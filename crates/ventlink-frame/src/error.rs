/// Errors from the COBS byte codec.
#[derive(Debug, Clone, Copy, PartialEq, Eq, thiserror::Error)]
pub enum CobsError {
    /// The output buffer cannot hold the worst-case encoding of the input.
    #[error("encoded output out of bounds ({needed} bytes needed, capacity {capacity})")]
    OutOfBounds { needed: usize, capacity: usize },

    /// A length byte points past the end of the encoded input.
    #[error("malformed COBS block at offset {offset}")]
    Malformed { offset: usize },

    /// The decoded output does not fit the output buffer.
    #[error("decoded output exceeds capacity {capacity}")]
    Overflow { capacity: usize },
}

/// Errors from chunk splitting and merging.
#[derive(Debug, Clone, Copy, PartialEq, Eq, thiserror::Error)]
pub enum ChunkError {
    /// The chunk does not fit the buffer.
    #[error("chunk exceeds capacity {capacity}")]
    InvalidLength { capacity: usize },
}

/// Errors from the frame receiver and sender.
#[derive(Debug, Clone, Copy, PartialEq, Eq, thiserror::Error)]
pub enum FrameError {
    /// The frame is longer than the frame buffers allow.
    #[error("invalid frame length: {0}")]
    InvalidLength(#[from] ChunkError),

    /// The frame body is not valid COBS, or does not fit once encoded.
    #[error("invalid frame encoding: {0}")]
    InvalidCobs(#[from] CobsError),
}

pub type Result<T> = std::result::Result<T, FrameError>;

********

▶ Instructions for the task
Within the listing above, count the lines that contain the string "exceeds". Give only the number.

▶ Solution for this exercise
2